* _What the task asks_: Examine the data line by line and report how many lines include the word "bool", with no additional output.

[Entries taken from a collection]
>>>>

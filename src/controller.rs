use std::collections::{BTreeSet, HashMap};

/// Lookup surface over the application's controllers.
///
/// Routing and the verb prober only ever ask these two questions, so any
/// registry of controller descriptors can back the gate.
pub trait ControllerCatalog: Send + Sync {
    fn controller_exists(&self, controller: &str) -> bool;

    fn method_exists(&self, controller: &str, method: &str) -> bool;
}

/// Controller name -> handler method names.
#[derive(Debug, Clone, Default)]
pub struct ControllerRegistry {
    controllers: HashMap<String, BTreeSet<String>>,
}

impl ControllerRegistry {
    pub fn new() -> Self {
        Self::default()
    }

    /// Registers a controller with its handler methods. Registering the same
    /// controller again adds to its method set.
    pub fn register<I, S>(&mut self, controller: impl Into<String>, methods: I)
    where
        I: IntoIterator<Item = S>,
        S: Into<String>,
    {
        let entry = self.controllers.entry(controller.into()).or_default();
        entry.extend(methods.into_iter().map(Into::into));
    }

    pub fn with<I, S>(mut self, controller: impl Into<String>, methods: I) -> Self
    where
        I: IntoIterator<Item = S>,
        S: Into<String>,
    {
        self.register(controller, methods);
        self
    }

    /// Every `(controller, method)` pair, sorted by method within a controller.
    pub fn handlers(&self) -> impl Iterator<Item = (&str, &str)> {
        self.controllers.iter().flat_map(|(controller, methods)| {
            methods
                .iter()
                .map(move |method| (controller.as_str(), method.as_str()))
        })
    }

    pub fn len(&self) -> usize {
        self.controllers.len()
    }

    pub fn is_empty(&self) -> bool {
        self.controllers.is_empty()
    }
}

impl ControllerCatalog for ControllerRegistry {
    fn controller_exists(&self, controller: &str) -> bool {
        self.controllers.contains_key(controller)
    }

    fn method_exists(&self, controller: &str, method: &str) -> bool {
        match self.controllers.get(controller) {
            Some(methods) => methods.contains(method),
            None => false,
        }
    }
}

<<<<

* _Written solution_: 5